Low-carb diets not only help to prevent type 2 diabetes, but they can also improve the health of people who already have it. One study showed significant improvements in blood pressure, lipids, and weight in people with type 2 diabetes who followed a low-carb diet for two years. Greek yogurt can help you stick to this eating style. A standard five-ounce container has 13 grams of protein, 7.1 grams of fat, and only 5.6 carbs. Like cottage cheese, it’s easy to add mix-ins for a balanced breakfast.

Chicken Sausage

Eating too much red meat has consistently been shown to raise the risk of cardiovascular diseases. If you crave some sausage with your scrambled eggs, skip the pork and opt for chicken sausage instead. One large three-ounce link has about nine grams of fat, 13 grams of protein, and only four carbs. Sliced or crumbled, it makes a great protein boost to any breakfast.

Avocado

Avocado is an excellent source of unsaturated fats and has many other health benefits. Unlike most fruits, it does not have a lot of sugar, and the calories are more than 70 percent healthy fat. Avocados also have more potassium than bananas and a lot of fiber.
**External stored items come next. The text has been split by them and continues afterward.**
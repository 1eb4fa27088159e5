//! The duration-driven gate error model.
//!
//! Every physical gate is charged a dimensionless duration, measured in
//! units of one π/2 single-qubit pulse. Over-rotation grows linearly with
//! that duration and depolarization compounds exponentially with it:
//!
//! ```text
//! duration   = stretch * k * |rotation| / (π/2)
//! rotation'  = rotation + rotation_error * duration
//! axis'      = axis + phase_error
//! d          = (1 - depolarization) ^ duration
//! S          = PTM(U(axis', rotation')) · D(d)
//! ```
//!
//! with `k = 1` for single-qubit rotations and `k = 10` for two-qubit gates.
//! Z rotations are frame changes: zero duration, exact action.

use ndarray::Array2;
use ndarray::linalg::kron;
use qscout_gates::{BoundGate, GateError, GateFamily};
use std::f64::consts::FRAC_PI_2;
use tracing::{debug, trace};

use crate::config::{DepolarizingConvention, NoiseConfig};
use crate::error::NoiseResult;
use crate::pauli::{MAX_QUBITS, Superoperator, pauli_transfer};

/// Duration of a π/2 two-qubit gate in units of a π/2 single-qubit gate.
pub const TWO_QUBIT_SLOWDOWN: f64 = 10.0;

/// Duration units per π/2 of rotation for a family.
///
/// Both [`NoiseModel::duration`] and [`NoiseModel::superoperator`] go through
/// this table, so the two always agree.
pub fn relative_duration(family: GateFamily) -> f64 {
    match family {
        GateFamily::AxialRotation => 0.0,
        GateFamily::RadialRotation => 1.0,
        GateFamily::MsRotation | GateFamily::Xx | GateFamily::Yy | GateFamily::Zz => {
            TWO_QUBIT_SLOWDOWN
        }
    }
}

/// Diagonal depolarizing channel on `num_qubits` qubits: 1 on the trace
/// component, `term` (or its powers, for [`DepolarizingConvention::Product`])
/// on the coherences.
pub fn depolarizing_channel(
    num_qubits: usize,
    term: f64,
    convention: DepolarizingConvention,
) -> Superoperator {
    match convention {
        DepolarizingConvention::Product => {
            let single = Array2::from_diag(&ndarray::arr1(&[1.0, term, term, term]));
            (0..num_qubits).fold(Array2::eye(1), |acc, _| kron(&acc, &single))
        }
        DepolarizingConvention::Uniform => {
            let size = 1usize << (2 * num_qubits);
            let mut channel = Array2::from_elem((size, size), 0.0);
            channel.diag_mut().fill(term);
            channel[[0, 0]] = 1.0;
            channel
        }
    }
}

/// Error model for the QSCOUT native gates.
///
/// Holds only the immutable rates of a [`NoiseConfig`]; evaluation is pure.
#[derive(Debug, Clone, Default, PartialEq)]
pub struct NoiseModel {
    config: NoiseConfig,
}

impl NoiseModel {
    /// Create a model from validated rates.
    pub fn new(config: NoiseConfig) -> NoiseResult<Self> {
        config.validate()?;
        debug!(
            "Noise model: depolarization={}, rotation_error={}, phase_error={}, two_qubit={}",
            config.depolarization,
            config.rotation_error,
            config.phase_error,
            config.two_qubit_depolarization
        );
        Ok(Self { config })
    }

    /// The model's rates.
    pub fn config(&self) -> &NoiseConfig {
        &self.config
    }

    /// Dimensionless gate duration, `>= 0`.
    pub fn duration(&self, gate: &BoundGate) -> f64 {
        let scale = relative_duration(gate.family());
        if scale == 0.0 {
            return 0.0;
        }
        gate.stretch() * scale * gate.rotation_angle().abs() / FRAC_PI_2
    }

    /// Coherence decay factor after `duration`.
    pub fn depolarization_term(&self, duration: f64) -> f64 {
        (1.0 - self.config.depolarization).powf(duration)
    }

    /// The gate as physically realized: over-rotated in proportion to its
    /// duration and, for axis-sensitive families, with a shifted axis.
    ///
    /// Z rotations come back unchanged.
    pub fn perturbed(&self, gate: &BoundGate) -> BoundGate {
        if gate.family() == GateFamily::AxialRotation {
            return *gate;
        }
        let duration = self.duration(gate);
        let rotation = gate.rotation_angle() + self.config.rotation_error * duration;
        let axis = gate.axis_angle().map(|a| a + self.config.phase_error);
        gate.with_angles(axis, rotation)
    }

    /// Noisy superoperator of a bound gate, `4^k x 4^k` for a `k`-qubit gate.
    pub fn superoperator(&self, gate: &BoundGate) -> NoiseResult<Superoperator> {
        if gate.family() == GateFamily::AxialRotation {
            return pauli_transfer(&gate.ideal_unitary());
        }

        let duration = self.duration(gate);
        let term = self.depolarization_term(duration);
        trace!(
            "{} gate: duration={}, depolarization_term={}",
            gate.family(),
            duration,
            term
        );

        let ideal = pauli_transfer(&self.perturbed(gate).ideal_unitary())?;
        let channel = depolarizing_channel(
            gate.family().num_qubits(),
            term,
            self.config.two_qubit_depolarization,
        );
        Ok(ideal.dot(&channel))
    }

    /// Background decoherence of one idle qubit over `duration`.
    pub fn idle(&self, duration: f64) -> NoiseResult<Superoperator> {
        self.idle_qubits(1, duration)
    }

    /// Background decoherence of `num_qubits` idle qubits over `duration`.
    pub fn idle_qubits(&self, num_qubits: usize, duration: f64) -> NoiseResult<Superoperator> {
        if !duration.is_finite() || duration < 0.0 {
            return Err(GateError::invalid_argument(
                "idle",
                format!("duration must be a finite non-negative number, got {duration}"),
            )
            .into());
        }
        if num_qubits == 0 || num_qubits > MAX_QUBITS {
            return Err(GateError::invalid_argument(
                "idle",
                format!("cannot idle {num_qubits} qubits (1 to {MAX_QUBITS} supported)"),
            )
            .into());
        }
        Ok(depolarizing_channel(
            num_qubits,
            self.depolarization_term(duration),
            self.config.two_qubit_depolarization,
        ))
    }
}

#[cfg(test)]
mod tests {
    use super::*;
    use crate::error::NoiseError;
    use std::f64::consts::PI;

    const TOL: f64 = 1e-12;

    fn diag(m: &Superoperator) -> Vec<f64> {
        m.diag().to_vec()
    }

    #[test]
    fn test_sx_duration_and_perturbation() {
        let model = NoiseModel::default();
        let sx = BoundGate::new(GateFamily::RadialRotation, &[0.0, FRAC_PI_2], 1.0).unwrap();
        assert_eq!(model.duration(&sx), 1.0);

        let p = model.perturbed(&sx);
        assert_eq!(p.rotation_angle(), FRAC_PI_2 + 1e-2);
        assert_eq!(p.axis_angle(), Some(1e-2));
    }

    #[test]
    fn test_two_qubit_gates_are_ten_times_slower() {
        let model = NoiseModel::default();
        for family in [GateFamily::Xx, GateFamily::Yy, GateFamily::Zz] {
            let g = BoundGate::new(family, &[FRAC_PI_2], 1.0).unwrap();
            assert_eq!(model.duration(&g), 10.0);
        }
        let ms = BoundGate::new(GateFamily::MsRotation, &[0.3, -FRAC_PI_2], 1.0).unwrap();
        assert_eq!(model.duration(&ms), 10.0);
    }

    #[test]
    fn test_z_rotation_is_free_and_exact() {
        let model = NoiseModel::default();
        let rz = BoundGate::new(GateFamily::AxialRotation, &[1.234], 7.0).unwrap();
        assert_eq!(model.duration(&rz), 0.0);
        let s = model.superoperator(&rz).unwrap();
        let exact = pauli_transfer(&qscout_gates::unitary::u_rz(1.234)).unwrap();
        assert_eq!(s, exact);
    }

    #[test]
    fn test_noiseless_model_is_ideal() {
        let model = NoiseModel::new(NoiseConfig::noiseless()).unwrap();
        let ms = BoundGate::new(GateFamily::MsRotation, &[0.2, 0.8], 1.0).unwrap();
        let s = model.superoperator(&ms).unwrap();
        let exact = pauli_transfer(&ms.ideal_unitary()).unwrap();
        for (a, b) in s.iter().zip(exact.iter()) {
            assert!((a - b).abs() < TOL);
        }
    }

    #[test]
    fn test_superoperator_shapes() {
        let model = NoiseModel::default();
        let r = BoundGate::new(GateFamily::RadialRotation, &[0.1, 0.2], 1.0).unwrap();
        assert_eq!(model.superoperator(&r).unwrap().dim(), (4, 4));
        let zz = BoundGate::new(GateFamily::Zz, &[0.2], 1.0).unwrap();
        assert_eq!(model.superoperator(&zz).unwrap().dim(), (16, 16));
    }

    #[test]
    fn test_superoperator_preserves_trace() {
        let model = NoiseModel::default();
        let ms = BoundGate::new(GateFamily::MsRotation, &[0.4, 1.3], 2.0).unwrap();
        let s = model.superoperator(&ms).unwrap();
        assert!((s[[0, 0]] - 1.0).abs() < TOL);
        for j in 1..16 {
            assert!(s[[0, j]].abs() < TOL);
        }
    }

    #[test]
    fn test_idle() {
        let model = NoiseModel::default();
        assert_eq!(model.idle(0.0).unwrap(), Array2::<f64>::eye(4));

        let one = model.idle(1.0).unwrap();
        let expected = [1.0, 0.999, 0.999, 0.999];
        for (a, b) in diag(&one).iter().zip(expected) {
            assert!((a - b).abs() < TOL);
        }
        assert_eq!(one.sum() - one.diag().sum(), 0.0);
    }

    #[test]
    fn test_idle_rejects_bad_duration() {
        let model = NoiseModel::default();
        for d in [-1.0, f64::NAN, f64::INFINITY] {
            assert!(matches!(
                model.idle(d),
                Err(NoiseError::Gate(GateError::InvalidArgument { .. }))
            ));
        }
        assert!(model.idle_qubits(0, 1.0).is_err());
    }

    #[test]
    fn test_conventions_differ_on_weight_two_components() {
        let d = 0.9;
        let product = depolarizing_channel(2, d, DepolarizingConvention::Product);
        let uniform = depolarizing_channel(2, d, DepolarizingConvention::Uniform);
        for idx in 0..16 {
            let (a, b) = (idx / 4, idx % 4);
            let weight = usize::from(a != 0) + usize::from(b != 0);
            let p = product[[idx, idx]];
            let u = uniform[[idx, idx]];
            match weight {
                0 => assert!(p == 1.0 && u == 1.0),
                1 => assert!((p - d).abs() < TOL && (u - d).abs() < TOL),
                _ => {
                    assert!((p - d * d).abs() < TOL);
                    assert!((u - d).abs() < TOL);
                }
            }
        }
    }

    #[test]
    fn test_uniform_convention_in_model() {
        let config = NoiseConfig::default()
            .with_two_qubit_depolarization(DepolarizingConvention::Uniform);
        let model = NoiseModel::new(config).unwrap();
        let idle = model.idle_qubits(2, 3.0).unwrap();
        let term = model.depolarization_term(3.0);
        assert!(diag(&idle)[1..].iter().all(|v| (v - term).abs() < TOL));
    }

    #[test]
    fn test_stretch_scales_duration() {
        let model = NoiseModel::default();
        let g = BoundGate::new(GateFamily::RadialRotation, &[0.0, PI], 1.0).unwrap();
        let g2 = BoundGate::new(GateFamily::RadialRotation, &[0.0, PI], 2.0).unwrap();
        assert_eq!(model.duration(&g2), 2.0 * model.duration(&g));
    }

    #[test]
    fn test_stretch_is_validated_before_evaluation() {
        assert!(matches!(
            BoundGate::new(GateFamily::RadialRotation, &[0.0, FRAC_PI_2], -1.0),
            Err(GateError::InvalidArgument { .. })
        ));
        assert!(matches!(
            BoundGate::new(GateFamily::MsRotation, &[0.0, FRAC_PI_2], f64::NAN),
            Err(GateError::InvalidArgument { .. })
        ));

        let model = NoiseModel::default();
        for stretch in [0.0, 0.5, 3.0] {
            let ms = BoundGate::new(GateFamily::MsRotation, &[0.0, FRAC_PI_2], stretch).unwrap();
            assert!(model.duration(&ms) >= 0.0);
            let s = model.superoperator(&ms).unwrap();
            assert!(s.iter().all(|v| v.is_finite()));
            for j in 0..16 {
                let norm = s.column(j).iter().map(|v| v * v).sum::<f64>().sqrt();
                assert!(norm <= 1.0 + TOL);
            }
        }
    }
}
One avocado has about 21 grams of fat and only 2.8 net carbs (or carbs not from fat).

Berries

When following a low-carb diet, it’s important to incorporate a variety of foods, including fruits, to make sure you get all the essential nutrients your body needs. Low-carb fruits are hard to come by, but berries are the safest choice. One cup of whole strawberries has only 11 grams of fiber. The same amount for raspberries has only 15 grams of carbs, and blueberries, 14 grams. Berries and some almonds makes an excellent light breakfast.